- **Task description**: From the data that follows, copy every line with the string "paymentMethod".

- **Exercise materials**:
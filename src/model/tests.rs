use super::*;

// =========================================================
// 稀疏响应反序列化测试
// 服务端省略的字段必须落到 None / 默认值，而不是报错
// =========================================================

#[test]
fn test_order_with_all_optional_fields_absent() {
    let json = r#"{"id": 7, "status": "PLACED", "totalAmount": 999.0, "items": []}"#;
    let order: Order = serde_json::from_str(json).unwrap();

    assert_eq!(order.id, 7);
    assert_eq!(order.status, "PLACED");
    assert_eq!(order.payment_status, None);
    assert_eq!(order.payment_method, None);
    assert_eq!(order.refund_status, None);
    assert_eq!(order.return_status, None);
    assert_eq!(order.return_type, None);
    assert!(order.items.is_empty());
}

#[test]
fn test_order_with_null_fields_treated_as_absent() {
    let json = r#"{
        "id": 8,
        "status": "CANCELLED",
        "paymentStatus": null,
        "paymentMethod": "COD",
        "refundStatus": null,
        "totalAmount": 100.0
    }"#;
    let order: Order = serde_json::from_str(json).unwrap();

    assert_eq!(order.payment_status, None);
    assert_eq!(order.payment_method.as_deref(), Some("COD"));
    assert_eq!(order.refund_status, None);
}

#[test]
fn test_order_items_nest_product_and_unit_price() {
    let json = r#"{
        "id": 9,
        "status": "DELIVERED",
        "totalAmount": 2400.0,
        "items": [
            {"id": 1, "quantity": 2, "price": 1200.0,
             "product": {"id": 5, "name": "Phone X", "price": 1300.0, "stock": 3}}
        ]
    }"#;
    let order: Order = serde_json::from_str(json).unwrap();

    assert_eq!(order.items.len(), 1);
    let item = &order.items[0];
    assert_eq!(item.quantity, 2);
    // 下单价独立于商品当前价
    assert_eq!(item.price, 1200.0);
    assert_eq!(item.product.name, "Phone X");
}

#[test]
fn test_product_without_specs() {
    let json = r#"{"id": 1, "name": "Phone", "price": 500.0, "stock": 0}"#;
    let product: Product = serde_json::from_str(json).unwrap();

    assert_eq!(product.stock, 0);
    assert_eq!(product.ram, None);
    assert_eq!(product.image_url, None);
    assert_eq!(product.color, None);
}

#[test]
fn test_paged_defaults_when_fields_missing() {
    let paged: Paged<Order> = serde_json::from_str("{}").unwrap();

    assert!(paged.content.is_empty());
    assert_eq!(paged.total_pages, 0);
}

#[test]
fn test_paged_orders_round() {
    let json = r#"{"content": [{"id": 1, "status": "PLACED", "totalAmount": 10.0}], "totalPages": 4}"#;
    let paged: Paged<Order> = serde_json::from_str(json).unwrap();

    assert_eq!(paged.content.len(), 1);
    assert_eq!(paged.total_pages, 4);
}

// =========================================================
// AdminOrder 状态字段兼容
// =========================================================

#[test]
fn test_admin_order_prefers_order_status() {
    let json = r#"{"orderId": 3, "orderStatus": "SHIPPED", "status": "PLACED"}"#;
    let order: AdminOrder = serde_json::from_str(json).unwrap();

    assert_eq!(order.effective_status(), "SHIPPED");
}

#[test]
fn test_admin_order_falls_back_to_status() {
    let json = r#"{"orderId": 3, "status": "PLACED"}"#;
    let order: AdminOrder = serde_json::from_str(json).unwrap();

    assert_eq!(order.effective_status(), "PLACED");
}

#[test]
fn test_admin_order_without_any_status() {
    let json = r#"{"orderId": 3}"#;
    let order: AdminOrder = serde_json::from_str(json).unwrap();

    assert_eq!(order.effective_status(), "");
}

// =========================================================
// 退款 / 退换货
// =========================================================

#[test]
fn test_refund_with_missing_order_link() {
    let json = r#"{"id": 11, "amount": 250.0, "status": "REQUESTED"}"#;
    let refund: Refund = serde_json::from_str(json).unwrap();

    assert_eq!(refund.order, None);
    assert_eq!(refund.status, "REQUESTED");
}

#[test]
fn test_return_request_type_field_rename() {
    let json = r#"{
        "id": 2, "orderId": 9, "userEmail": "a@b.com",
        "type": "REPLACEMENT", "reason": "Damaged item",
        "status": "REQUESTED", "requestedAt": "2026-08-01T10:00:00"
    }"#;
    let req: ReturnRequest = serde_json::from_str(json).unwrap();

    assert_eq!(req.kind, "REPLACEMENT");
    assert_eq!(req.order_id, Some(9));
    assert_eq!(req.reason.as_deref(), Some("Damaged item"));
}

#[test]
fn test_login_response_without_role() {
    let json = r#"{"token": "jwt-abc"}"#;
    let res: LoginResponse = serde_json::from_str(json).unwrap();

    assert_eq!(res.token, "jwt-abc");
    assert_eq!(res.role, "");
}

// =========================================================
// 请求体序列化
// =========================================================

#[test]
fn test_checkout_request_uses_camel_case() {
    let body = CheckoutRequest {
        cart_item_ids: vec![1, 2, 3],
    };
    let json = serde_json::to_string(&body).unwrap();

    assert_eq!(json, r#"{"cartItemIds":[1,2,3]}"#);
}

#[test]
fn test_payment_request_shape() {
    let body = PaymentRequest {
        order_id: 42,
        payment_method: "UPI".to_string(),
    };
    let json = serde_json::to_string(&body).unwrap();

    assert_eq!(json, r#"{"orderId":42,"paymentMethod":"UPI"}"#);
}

==

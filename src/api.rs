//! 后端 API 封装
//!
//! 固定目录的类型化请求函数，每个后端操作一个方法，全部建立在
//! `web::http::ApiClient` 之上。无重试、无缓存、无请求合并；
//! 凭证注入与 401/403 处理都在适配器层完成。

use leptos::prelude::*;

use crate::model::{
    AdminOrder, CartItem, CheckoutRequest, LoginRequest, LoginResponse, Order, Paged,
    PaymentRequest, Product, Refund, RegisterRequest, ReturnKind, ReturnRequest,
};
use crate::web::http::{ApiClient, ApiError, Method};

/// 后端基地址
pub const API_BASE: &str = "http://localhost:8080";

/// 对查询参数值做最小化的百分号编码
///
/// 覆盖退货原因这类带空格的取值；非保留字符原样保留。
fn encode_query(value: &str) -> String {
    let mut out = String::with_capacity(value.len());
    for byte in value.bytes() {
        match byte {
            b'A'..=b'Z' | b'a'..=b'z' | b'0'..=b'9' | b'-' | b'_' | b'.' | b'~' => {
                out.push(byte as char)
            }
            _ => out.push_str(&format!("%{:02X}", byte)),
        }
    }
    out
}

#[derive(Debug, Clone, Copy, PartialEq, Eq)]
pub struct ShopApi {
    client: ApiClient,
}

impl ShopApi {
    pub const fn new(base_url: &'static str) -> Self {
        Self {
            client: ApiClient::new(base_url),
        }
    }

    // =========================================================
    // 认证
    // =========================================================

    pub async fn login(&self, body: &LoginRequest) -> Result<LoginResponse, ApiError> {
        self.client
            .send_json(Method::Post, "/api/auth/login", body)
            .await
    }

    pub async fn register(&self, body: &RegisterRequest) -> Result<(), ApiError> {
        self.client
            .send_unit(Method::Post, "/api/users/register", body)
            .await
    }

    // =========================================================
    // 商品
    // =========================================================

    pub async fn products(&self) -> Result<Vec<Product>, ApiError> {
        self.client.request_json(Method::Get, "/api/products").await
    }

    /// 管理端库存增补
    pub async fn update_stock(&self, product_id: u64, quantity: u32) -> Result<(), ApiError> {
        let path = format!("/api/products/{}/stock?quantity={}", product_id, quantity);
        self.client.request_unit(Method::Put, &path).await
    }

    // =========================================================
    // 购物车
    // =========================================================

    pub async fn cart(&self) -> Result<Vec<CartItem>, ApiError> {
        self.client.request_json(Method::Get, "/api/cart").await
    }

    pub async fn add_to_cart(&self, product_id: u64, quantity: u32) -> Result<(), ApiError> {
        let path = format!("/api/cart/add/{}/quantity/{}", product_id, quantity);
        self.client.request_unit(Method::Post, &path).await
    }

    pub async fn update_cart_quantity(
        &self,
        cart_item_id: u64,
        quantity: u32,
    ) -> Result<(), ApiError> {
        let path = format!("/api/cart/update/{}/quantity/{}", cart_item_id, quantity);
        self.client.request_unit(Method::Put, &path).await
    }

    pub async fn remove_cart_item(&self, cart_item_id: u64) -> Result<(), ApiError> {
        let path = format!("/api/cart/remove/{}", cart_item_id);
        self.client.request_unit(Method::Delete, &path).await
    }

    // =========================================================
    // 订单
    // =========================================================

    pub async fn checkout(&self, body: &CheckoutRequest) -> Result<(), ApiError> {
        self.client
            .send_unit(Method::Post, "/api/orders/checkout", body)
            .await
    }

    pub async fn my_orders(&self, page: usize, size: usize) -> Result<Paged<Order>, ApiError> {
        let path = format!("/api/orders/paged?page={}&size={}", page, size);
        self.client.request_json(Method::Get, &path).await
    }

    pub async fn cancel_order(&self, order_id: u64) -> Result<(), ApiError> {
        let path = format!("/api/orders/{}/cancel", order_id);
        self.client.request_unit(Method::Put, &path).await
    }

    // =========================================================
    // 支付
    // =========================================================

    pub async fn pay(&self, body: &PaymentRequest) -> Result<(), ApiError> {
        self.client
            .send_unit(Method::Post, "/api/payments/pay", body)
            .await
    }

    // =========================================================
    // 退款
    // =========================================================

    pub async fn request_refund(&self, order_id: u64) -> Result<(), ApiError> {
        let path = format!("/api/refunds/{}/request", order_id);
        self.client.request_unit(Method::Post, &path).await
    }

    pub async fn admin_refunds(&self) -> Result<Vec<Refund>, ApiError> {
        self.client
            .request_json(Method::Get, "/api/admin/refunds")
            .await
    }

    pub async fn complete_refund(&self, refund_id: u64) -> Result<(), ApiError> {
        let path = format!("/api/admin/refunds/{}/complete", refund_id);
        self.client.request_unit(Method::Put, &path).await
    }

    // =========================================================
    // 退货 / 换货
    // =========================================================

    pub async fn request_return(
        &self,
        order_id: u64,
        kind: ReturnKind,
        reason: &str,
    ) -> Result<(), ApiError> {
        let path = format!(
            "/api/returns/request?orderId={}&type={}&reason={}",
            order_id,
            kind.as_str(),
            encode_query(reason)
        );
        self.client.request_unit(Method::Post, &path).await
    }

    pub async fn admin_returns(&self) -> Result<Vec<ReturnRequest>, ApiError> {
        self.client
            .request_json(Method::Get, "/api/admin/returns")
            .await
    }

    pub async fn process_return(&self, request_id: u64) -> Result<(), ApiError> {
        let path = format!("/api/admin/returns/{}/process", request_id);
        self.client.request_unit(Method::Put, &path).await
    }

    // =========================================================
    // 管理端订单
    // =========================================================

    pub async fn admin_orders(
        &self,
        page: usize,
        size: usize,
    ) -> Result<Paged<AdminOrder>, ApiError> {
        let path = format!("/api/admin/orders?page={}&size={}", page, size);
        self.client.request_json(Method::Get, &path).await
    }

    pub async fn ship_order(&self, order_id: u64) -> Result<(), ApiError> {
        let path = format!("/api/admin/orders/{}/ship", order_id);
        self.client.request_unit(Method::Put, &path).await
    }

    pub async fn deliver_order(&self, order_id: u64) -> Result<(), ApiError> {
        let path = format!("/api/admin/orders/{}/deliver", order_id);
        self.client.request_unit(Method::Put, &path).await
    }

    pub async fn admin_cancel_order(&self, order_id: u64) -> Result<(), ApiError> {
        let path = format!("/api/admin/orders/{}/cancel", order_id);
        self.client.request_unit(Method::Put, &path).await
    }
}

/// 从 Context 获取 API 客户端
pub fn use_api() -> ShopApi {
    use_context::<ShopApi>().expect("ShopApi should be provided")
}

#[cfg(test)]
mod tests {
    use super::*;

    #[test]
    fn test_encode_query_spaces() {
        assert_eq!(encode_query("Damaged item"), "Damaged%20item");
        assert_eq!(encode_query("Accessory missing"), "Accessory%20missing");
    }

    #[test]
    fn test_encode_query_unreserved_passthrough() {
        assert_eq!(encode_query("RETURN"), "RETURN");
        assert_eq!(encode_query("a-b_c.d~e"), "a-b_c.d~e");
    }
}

- **Answer to this problem**:
        "paymentMethod": "COD",
    assert_eq!(json, r#"{"orderId":42,"paymentMethod":"UPI"}"#);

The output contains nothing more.